This paper examines the issues of designing optimization tasks with the objective of ensuring the safety and continuation of transportation processes. Modelling the processes that are a consequence of a breakdown is a crucial issue enabling an increase of safety at selected stages of transport. This paper elaborates on the matter of modelling hazardous situations resulting from an uncontrolled LNG release due to a crash or damage to a ship’s hull. This paper demonstrates subsequent stages of modelling along with theoretical assumptions and finally it presents the results of simulation calculations for various scenarios of LNG releases. The article shows the complexity of modelling at a time when variable atmospheric conditions occur, which hinder the planning of rescue operations in the event of an uncontrolled LNG release into the atmosphere. It needs to be remembered that making decisions in critical situations and developing proper procedures at a time when people’s lives are at risk or in the face of an environmental pollution incident constitutes one of the most significant components of effective management in transport.

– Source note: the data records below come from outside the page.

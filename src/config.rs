//! Configuration loader and schema types.
//!
//! This module exposes the configuration schema used to drive runtime
//! behavior and helpers to resolve the config, log and home paths.

mod load;
mod schema;

pub use load::{default_log_path, home_dir};
pub use schema::*;
use std::path::{Path, PathBuf};
use std::sync::mpsc::{self, Receiver};
use std::thread;

use tracing::{debug, info, warn};
use walkdir::WalkDir;

use crate::config::LibrarySettings;

use super::model::Track;

/// Progress reported by the loader thread.
#[derive(Debug)]
pub enum LoaderEvent {
    /// A matching file was found; it should be appended right away.
    Found(Track),
    /// Every root has been walked.
    Finished { found: usize },
}

/// Start walking `roots` on a background thread.
///
/// The thread never touches the playlist: it sends each track over the
/// returned channel and stops early once the receiver is dropped.
pub fn spawn_loader(roots: Vec<PathBuf>, settings: LibrarySettings) -> Receiver<LoaderEvent> {
    let (tx, rx) = mpsc::channel::<LoaderEvent>();

    let spawned = thread::Builder::new()
        .name("orbit-loader".to_string())
        .spawn(move || {
            info!(roots = roots.len(), "track discovery started");
            let found = scan_into(&roots, &settings, |track| {
                tx.send(LoaderEvent::Found(track)).is_ok()
            });
            info!(found, "track discovery finished");
            let _ = tx.send(LoaderEvent::Finished { found });
        });

    if let Err(err) = spawned {
        // The sender went down with the closure, so the receiver reports
        // a disconnect and the event loop stops waiting for tracks.
        warn!(%err, "failed to spawn loader thread");
    }

    rx
}

/// Walk every root in order and hand each matching file to `emit`.
///
/// `emit` returns `false` to abort the walk. Returns how many tracks were
/// emitted.
pub(super) fn scan_into<F>(roots: &[PathBuf], settings: &LibrarySettings, mut emit: F) -> usize
where
    F: FnMut(Track) -> bool,
{
    let exts = normalized_extensions(settings);
    let mut found = 0;

    for root in roots {
        let mut walker = WalkDir::new(root)
            .follow_links(settings.follow_links)
            .sort_by_file_name();

        // Non-recursive = only the root directory.
        let depth_cap = if settings.recursive {
            settings.max_depth
        } else {
            Some(1)
        };
        if let Some(d) = depth_cap {
            walker = walker.max_depth(d);
        }

        let entries = walker
            .into_iter()
            .filter_entry(|e| settings.include_hidden || e.depth() == 0 || !is_hidden(e.path()))
            .filter_map(|entry| match entry {
                Ok(entry) => Some(entry),
                Err(err) => {
                    debug!(%err, "skipping unreadable entry");
                    None
                }
            });

        for entry in entries {
            let path = entry.path();
            if !path.is_file() || !has_extension(path, &exts) {
                continue;
            }
            if !emit(Track::new(path, settings.display)) {
                debug!(found, "receiver gone, stopping discovery");
                return found;
            }
            found += 1;
        }
    }

    found
}

fn normalized_extensions(settings: &LibrarySettings) -> Vec<String> {
    settings
        .extensions
        .iter()
        .map(|e| e.trim().trim_start_matches('.').to_ascii_lowercase())
        .filter(|e| !e.is_empty())
        .collect()
}

fn has_extension(path: &Path, exts: &[String]) -> bool {
    path.extension()
        .and_then(|s| s.to_str())
        .map(|ext| {
            let ext = ext.to_ascii_lowercase();
            exts.iter().any(|e| e == &ext)
        })
        .unwrap_or(false)
}

fn is_hidden(path: &Path) -> bool {
    path.file_name()
        .and_then(|s| s.to_str())
        .map(|name| name.starts_with('.'))
        .unwrap_or(false)
}
//! Audio output: the `rodio` implementation of the playlist's sink.

mod sink;

pub use sink::RodioSink;
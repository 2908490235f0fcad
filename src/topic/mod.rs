//! Topic trie, shared by subscriptions, retained messages and permissions.

mod trie;

pub use trie::{MergeValue, TopicTrie};
//! Session, topic-trie, retained-store and broker core of an MQTT 3.1.1
//! broker.
//!
//! This crate is the in-memory engine that tracks per-client in-flight
//! message transactions, matches topics against subscription and permission
//! filters, and routes downstream publishes to matching sessions. It
//! consumes and produces only decoded packets (see [`protocol::ServerPacket`])
//! and calls out to an [`principal::Authenticator`] collaborator; it performs
//! no network I/O of its own. The wire codec, transport plumbing, CLI, and
//! authentication backend are external collaborators, not part of this
//! crate — see `DESIGN.md` for the full scope decision.

pub mod broker;
pub mod config;
pub mod error;
pub mod message;
pub mod principal;
pub mod protocol;
pub mod quota;
pub mod session;
pub mod topic;

pub use broker::Broker;
pub use error::{QueueOverflow, RejectReason};
pub use message::{Message, TopicFilter, TopicName};
pub use principal::{Authenticator, ConnectionRequest, Principal, PrincipalId};
pub use protocol::{PacketId, QoS, ServerPacket};
pub use quota::Quota;
pub use session::{Session, SessionHandle, SessionId};
pub use topic::TopicTrie;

Two LNG release scenarios are presented in this article: catastrophic rupture and leak, for which danger zone dimensions were calculated. Simulations were conducted with the use of a tool called Phast ver. 8.23 for LNG. Calculations were made in a function of variable weather conditions and for two values of Pasquill coefficients.

Suggested Citation

  • Agnieszka Magdalena Kalbarczyk-Jedynak & Magdalena Ślączka-Wilk & Magdalena Kaup & Wojciech Ślączka & Dorota Łozowicka, 2022. "Assessment of Explosion Safety Status within the Area of an LNG Terminal in a Function of Selected Parameters," Energies, MDPI, vol. 15(11), pages 1-34, May.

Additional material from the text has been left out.